Reddy Satyatejas G, Mumber Samson L, Garg Rahul
Medicine, Medical College of Georgia, Augusta University, Augusta, USA.
Medicine, Carolinas Campus, Edward Via College of Osteopathic Medicine, Spartanburg, USA.
Cureus. 2025 Apr 15;17(4):e82325. doi: 10.7759/cureus.82325. eCollection 2025 Apr.
Pericarditis, the most common disease of the pericardium, is characterized by pleuritic, sharp, stabbing chest pain that worsens with breathing. Pericarditis can arise from various causes, including viral infections, malignancies, and drug reactions, though the cause often remains idiopathic. Treatment typically involves nonsteroidal anti-inflammatory drugs (NSAIDs), colchicine, and/or corticosteroids. In rare cases, biologic therapy may be required. Rilonacept, a recently approved interleukin-1 (IL-1) inhibitor for recurrent pericarditis, has shown promise in alleviating symptoms and preventing recurrence. Unlike NSAIDs, which inhibit cyclooxygenase enzymes, and colchicine, which disrupts microtubule assembly and inflammatory chemotaxis, rilonacept binds IL-1 and blocks proinflammatory signaling cascades. Additionally, while long-term corticosteroids do inhibit proinflammatory cytokines, they are known to have a host of long-term side effects, including osteoporosis and hyperglycemia. The efficacy of rilonacept across various stages of pericardial inflammation and in all recurrent cases remains uncertain. We report a case of idiopathic acute recurrent pericarditis in a 55-year-old South Asian woman. Eight months after the initial diagnosis, she experienced rising inflammatory markers and intermittent fevers despite treatment with ibuprofen and colchicine. Her condition progressed to corticosteroid dependence and marginal pericardial calcification, identified via an echocardiogram eight days after recurrent symptoms began. Symptom resolution and inflammation control were achieved with rilonacept, showing sustained success at a 12-month follow-up.

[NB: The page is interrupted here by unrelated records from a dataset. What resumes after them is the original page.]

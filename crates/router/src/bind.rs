//! Per-request value binding.
//!
//! A context carries a small keyed map of values for the lifetime of one
//! request. The well-known keys are produced by the router itself (route
//! parameters, the pre-read body, the cached query parameters and the
//! registered URL); anything else is a user key.

use std::any::Any;
use std::collections::HashMap;

/// Key for a value bound to a request context.
#[derive(Debug, Clone, PartialEq, Eq, Hash)]
pub enum BindKey {
    /// The path parameters extracted by the route lookup
    RouteParams,
    /// The request body collected by the body-reader middleware
    IncomingBody,
    /// The lazily parsed query parameters
    QueryParams,
    /// The pattern URL the matched route was registered under
    RegisteredUrl,
    /// A user-defined key
    User(String),
}

impl From<&str> for BindKey {
    fn from(key: &str) -> Self {
        BindKey::User(key.to_string())
    }
}

impl From<String> for BindKey {
    fn from(key: String) -> Self {
        BindKey::User(key)
    }
}

pub(crate) type BoundValue = Box<dyn Any + Send + Sync>;

/// The bound-value map of one request.
#[derive(Default)]
pub(crate) struct BoundValues {
    inner: HashMap<BindKey, BoundValue>,
}

impl BoundValues {
    pub(crate) fn insert(&mut self, key: BindKey, value: BoundValue) {
        self.inner.insert(key, value);
    }

    pub(crate) fn get(&self, key: &BindKey) -> Option<&(dyn Any + Send + Sync)> {
        self.inner.get(key).map(|boxed| boxed.as_ref())
    }

    pub(crate) fn get_as<T: Any>(&self, key: &BindKey) -> Option<&T> {
        self.inner.get(key).and_then(|boxed| boxed.downcast_ref())
    }

    pub(crate) fn get_as_mut<T: Any>(&mut self, key: &BindKey) -> Option<&mut T> {
        self.inner.get_mut(key).and_then(|boxed| boxed.downcast_mut())
    }

    pub(crate) fn contains(&self, key: &BindKey) -> bool {
        self.inner.contains_key(key)
    }

    pub(crate) fn clear(&mut self) {
        self.inner.clear();
    }
}

#[cfg(test)]
mod tests {
    use super::*;

    #[test]
    fn user_keys_convert_from_strings() {
        assert_eq!(BindKey::from("token"), BindKey::User("token".to_string()));
        assert_eq!(BindKey::from("token".to_string()), BindKey::User("token".to_string()));
        assert_ne!(BindKey::from("RouteParams"), BindKey::RouteParams);
    }

    #[test]
    fn downcasts_only_to_the_stored_type() {
        let mut values = BoundValues::default();
        values.insert(BindKey::from("n"), Box::new(7u32));

        assert_eq!(values.get_as::<u32>(&BindKey::from("n")), Some(&7));
        assert!(values.get_as::<String>(&BindKey::from("n")).is_none());
        assert!(values.get(&BindKey::from("n")).is_some());
        assert!(values.get(&BindKey::from("missing")).is_none());
    }

    #[test]
    fn clear_removes_everything() {
        let mut values = BoundValues::default();
        values.insert(BindKey::RouteParams, Box::new(1u8));
        values.insert(BindKey::from("x"), Box::new(2u8));

        values.clear();

        assert!(!values.contains(&BindKey::RouteParams));
        assert!(!values.contains(&BindKey::from("x")));
    }

    #[test]
    fn mutable_access_updates_in_place() {
        let mut values = BoundValues::default();
        values.insert(BindKey::from("list"), Box::new(Vec::<u8>::new()));

        values.get_as_mut::<Vec<u8>>(&BindKey::from("list")).unwrap().push(1);
        values.get_as_mut::<Vec<u8>>(&BindKey::from("list")).unwrap().push(2);

        assert_eq!(values.get_as::<Vec<u8>>(&BindKey::from("list")), Some(&vec![1, 2]));
    }
}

心包炎是心包最常见的疾病,其特征为胸膜炎性、尖锐、刺痛的胸痛,呼吸时加重。心包炎可由多种原因引起,包括病毒感染、恶性肿瘤和药物反应,不过病因通常仍不明。治疗通常包括使用非甾体抗炎药(NSAIDs)、秋水仙碱和/或皮质类固醇。在罕见情况下,可能需要生物疗法。利纳西普是一种最近获批用于复发性心包炎的白细胞介素-1(IL-1)抑制剂,已显示出缓解症状和预防复发的前景。与抑制环氧化酶的NSAIDs和破坏微管组装及炎症趋化作用的秋水仙碱不同,利纳西普结合IL-1并阻断促炎信号级联反应。此外,虽然长期使用皮质类固醇确实能抑制促炎细胞因子,但已知它们有许多长期副作用,包括骨质疏松和高血糖。利纳西普在心包炎不同阶段以及所有复发病例中的疗效仍不确定。我们报告一例55岁南亚女性特发性急性复发性心包炎病例。初次诊断八个月后,尽管使用布洛芬和秋水仙碱治疗,她的炎症指标仍升高且有间歇性发热。她的病情发展为依赖皮质类固醇且心包边缘钙化,在复发症状开始八天后通过超声心动图确诊。使用利纳西普后症状缓解且炎症得到控制,在12个月的随访中显示出持续的成功。